#### Directions for this task:
Repeat the data exactly as it stands.

Input data: Begin

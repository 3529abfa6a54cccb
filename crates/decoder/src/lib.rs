//! Decoder for detector outputs that already went through NMS in-graph.
//!
//! The output tensor holds 7 floats per candidate,
//! `[x, y, w, h, box_confidence, class_id, class_confidence]`, with
//! coordinates normalized to the network input. Decoding keeps the rows whose
//! `box_confidence * class_confidence` reaches the threshold and maps their
//! boxes to clipped network-input pixels, in row order.
//!
//! # Example
//!
//! ```
//! use decoder::{DetectionParams, NetworkInfo, decode};
//!
//! let network = NetworkInfo::new(512, 512)?;
//! let params = DetectionParams::global(80, 0.3)?;
//! let detections = decode(&[0.5, 0.5, 0.2, 0.2, 0.9, 2.0, 0.5], &network, &params);
//!
//! assert_eq!(detections.len(), 1);
//! assert_eq!(detections[0].class_id, 2);
//! assert_eq!(detections[0].left, 256.0);
//! # Ok::<(), decoder::DecodeError>(())
//! ```

pub mod config;
pub mod decode;
pub mod errors;
pub mod layers;
pub mod observer;
pub mod rows;
pub mod types;

// Re-export commonly used types for convenience
pub use config::DecoderConfig;
pub use decode::{
    DecodeSummary, Decoder, RowOutcome, classify_row, decode, decode_into, decode_rows,
};
pub use errors::DecodeError;
pub use layers::{OutputLayer, describe_layers, parse_nms_output};
pub use observer::{DecodeObserver, NoopObserver, TracingObserver};
pub use rows::DetectionRows;
pub use types::{
    Detection, DetectionParams, MAX_CLASSES, NetworkInfo, ROW_WIDTH, RawRow, ThresholdPolicy,
};
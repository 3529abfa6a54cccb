use std::env;

/// Deployment environment, selects the log output format.
#[derive(Debug, Clone, Copy, PartialEq, Eq, Default)]
pub enum Environment {
    #[default]
    Development,
    Production,
}

impl Environment {
    pub fn as_str(&self) -> &'static str {
        match self {
            Environment::Development => "development",
            Environment::Production => "production",
        }
    }

    /// Parse an environment name. Anything unrecognized is development.
    pub fn parse(value: &str) -> Self {
        match value.trim().to_lowercase().as_str() {
            "production" | "prod" => Environment::Production,
            _ => Environment::Development,
        }
    }

    /// Read the `ENVIRONMENT` variable, defaulting to development.
    pub fn from_env() -> Self {
        env::var("ENVIRONMENT")
            .map(|value| Self::parse(&value))
            .unwrap_or_default()
    }

    pub fn is_production(&self) -> bool {
        matches!(self, Environment::Production)
    }
}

Input data: End

#### Task output:
repository 3529abfa6a54cccb
filename crates/decoder/src/lib.rs
//! Decoder for detector outputs that already went through NMS in-graph.
//!
//! The output tensor holds 7 floats per candidate,
//! `[x, y, w, h, box_confidence, class_id, class_confidence]`, with
//! coordinates normalized to the network input. Decoding keeps the rows whose
//! `box_confidence * class_confidence` reaches the threshold and maps their
//! boxes to clipped network-input pixels, in row order.
//!
//! # Example
//!
//! ```
//! use decoder::{DetectionParams, NetworkInfo, decode};
//!
//! let network = NetworkInfo::new(512, 512)?;
//! let params = DetectionParams::global(80, 0.3)?;
//! let detections = decode(&[0.5, 0.5, 0.2, 0.2, 0.9, 2.0, 0.5], &network, &params);
//!
//! assert_eq!(detections.len(), 1);
//! assert_eq!(detections[0].class_id, 2);
//! assert_eq!(detections[0].left, 256.0);
//! # Ok::<(), decoder::DecodeError>(())
//! ```

pub mod config;
pub mod decode;
pub mod errors;
pub mod layers;
pub mod observer;
pub mod rows;
pub mod types;

// Re-export commonly used types for convenience
pub use config::DecoderConfig;
pub use decode::{
    DecodeSummary, Decoder, RowOutcome, classify_row, decode, decode_into, decode_rows,
};
pub use errors::DecodeError;
pub use layers::{OutputLayer, describe_layers, parse_nms_output};
pub use observer::{DecodeObserver, NoopObserver, TracingObserver};
pub use rows::DetectionRows;
pub use types::{
    Detection, DetectionParams, MAX_CLASSES, NetworkInfo, ROW_WIDTH, RawRow, ThresholdPolicy,
};
repository 3529abfa6a54cccb
use std::env;

/// Deployment environment, selects the log output format.
#[derive(Debug, Clone, Copy, PartialEq, Eq, Default)]
pub enum Environment {
    #[default]
    Development,
    Production,
}

impl Environment {
    pub fn as_str(&self) -> &'static str {
        match self {
            Environment::Development => "development",
            Environment::Production => "production",
        }
    }

    /// Parse an environment name. Anything unrecognized is development.
    pub fn parse(value: &str) -> Self {
        match value.trim().to_lowercase().as_str() {
            "production" | "prod" => Environment::Production,
            _ => Environment::Development,
        }
    }

    /// Read the `ENVIRONMENT` variable, defaulting to development.
    pub fn from_env() -> Self {
        env::var("ENVIRONMENT")
            .map(|value| Self::parse(&value))
            .unwrap_or_default()
    }

    pub fn is_production(&self) -> bool {
        matches!(self, Environment::Production)
    }
}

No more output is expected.